[Your goal]:
The lines to return are the one containing "pub fn cell_reference(row: usize, col: usize)" and all that follow it in the entries below, duplicated exactly and nothing else.

[Provided records]:
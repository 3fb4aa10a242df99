use std::path::Path;

use rust_xlsxwriter::{Format, Workbook, Worksheet};
use tracing::{debug, warn};

use crate::costing::error::{FormattingWarning, Result};
use crate::costing::flatten::{CellValue, SheetTable, WorkbookData};

/// Display format applied to every numeric data cell.
pub const CURRENCY_FORMAT: &str = "$#,##0.00";
/// Widest column Excel accepts, in characters.
pub const MAX_COLUMN_WIDTH: usize = 255;
/// Characters added to the longest value of a column.
const WIDTH_PADDING: usize = 2;

/// Writes the provided workbook data to the given path and returns the cells
/// that could not be styled.
///
/// Data is written first; the styling pass that follows only ever produces
/// warnings, so a report whose styling partially fails is still saved.
pub fn write_workbook(path: &Path, workbook: &WorkbookData) -> Result<Vec<FormattingWarning>> {
    let mut workbook_writer = Workbook::new();
    let currency = Format::new().set_num_format(CURRENCY_FORMAT);
    let mut warnings = Vec::new();

    for table in &workbook.tables {
        let worksheet = workbook_writer.add_worksheet();
        worksheet.set_name(&table.sheet_name)?;
        write_cells(worksheet, table)?;
        warnings.extend(style_sheet(worksheet, table, &currency));
    }

    workbook_writer.save(path)?;
    debug!(
        sheet_count = workbook.tables.len(),
        warning_count = warnings.len(),
        "workbook saved"
    );
    Ok(warnings)
}

fn write_cells(worksheet: &mut Worksheet, table: &SheetTable) -> Result<()> {
    for (col_idx, header) in table.columns.iter().enumerate() {
        worksheet.write_string(0, col_idx as u16, header)?;
    }

    for (row_idx, row) in table.rows.iter().enumerate() {
        let excel_row = (row_idx + 1) as u32;
        for (col_idx, cell) in row.iter().enumerate() {
            match cell {
                CellValue::Text(value) => {
                    worksheet.write_string(excel_row, col_idx as u16, value)?;
                }
                CellValue::Number(value) => {
                    worksheet.write_number(excel_row, col_idx as u16, *value)?;
                }
                CellValue::Empty => {}
            }
        }
    }

    Ok(())
}

fn style_sheet(
    worksheet: &mut Worksheet,
    table: &SheetTable,
    currency: &Format,
) -> Vec<FormattingWarning> {
    let mut warnings = Vec::new();
    let mut record = |row: usize, col: usize, reason: String| {
        let warning = FormattingWarning {
            sheet: table.sheet_name.clone(),
            cell: cell_reference(row, col),
            reason,
        };
        warn!(%warning, "skipping cell while formatting report");
        warnings.push(warning);
    };

    for col_idx in 0..table.columns.len() {
        let measure = measure_column(table, col_idx);
        for (row_idx, length) in measure.oversized {
            record(
                row_idx + 1,
                col_idx,
                format!("{length} characters exceed the column width limit"),
            );
        }
        if let Err(error) = worksheet.set_column_width(col_idx as u16, measure.width as f64) {
            record(0, col_idx, format!("column width not applied: {error}"));
        }
    }

    for (row_idx, row) in table.rows.iter().enumerate() {
        for (col_idx, cell) in row.iter().enumerate().skip(1) {
            let Some(value) = cell.as_number() else {
                continue;
            };
            let excel_row = (row_idx + 1) as u32;
            if let Err(error) =
                worksheet.write_number_with_format(excel_row, col_idx as u16, value, currency)
            {
                record(row_idx + 1, col_idx, format!("currency format not applied: {error}"));
            }
        }
    }

    warnings
}

/// Width of a column: the longest header or cell text plus padding. Cells
/// too long to fit any column are left out of the measurement.
pub fn column_width(table: &SheetTable, col: usize) -> usize {
    measure_column(table, col).width
}

struct ColumnMeasure {
    width: usize,
    /// Zero-based data row index and text length of each skipped cell.
    oversized: Vec<(usize, usize)>,
}

fn measure_column(table: &SheetTable, col: usize) -> ColumnMeasure {
    let mut max_length = table
        .columns
        .get(col)
        .map(|header| header.chars().count())
        .unwrap_or_default();
    let mut oversized = Vec::new();

    for (row_idx, row) in table.rows.iter().enumerate() {
        let Some(cell) = row.get(col) else {
            continue;
        };
        let length = cell.display_text().chars().count();
        if length > MAX_COLUMN_WIDTH {
            oversized.push((row_idx, length));
            continue;
        }
        max_length = max_length.max(length);
    }

    ColumnMeasure {
        width: (max_length + WIDTH_PADDING).min(MAX_COLUMN_WIDTH),
        oversized,
    }
}

/// A1-style reference for a zero-based row and column.
pub fn cell_reference(row: usize, col: usize) -> String {
    let mut letters = Vec::new();
    let mut remaining = col + 1;
    while remaining > 0 {
        let offset = ((remaining - 1) % 26) as u8;
        letters.push((b'A' + offset) as char);
        remaining = (remaining - 1) / 26;
    }
    letters.iter().rev().collect::<String>() + &(row + 1).to_string()
}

[Solution below]:
pub fn cell_reference(row: usize, col: usize) -> String {
    let mut letters = Vec::new();
    let mut remaining = col + 1;
    while remaining > 0 {
        let offset = ((remaining - 1) % 26) as u8;
        letters.push((b'A' + offset) as char);
        remaining = (remaining - 1) / 26;
    }
    letters.iter().rev().collect::<String>() + &(row + 1).to_string()
}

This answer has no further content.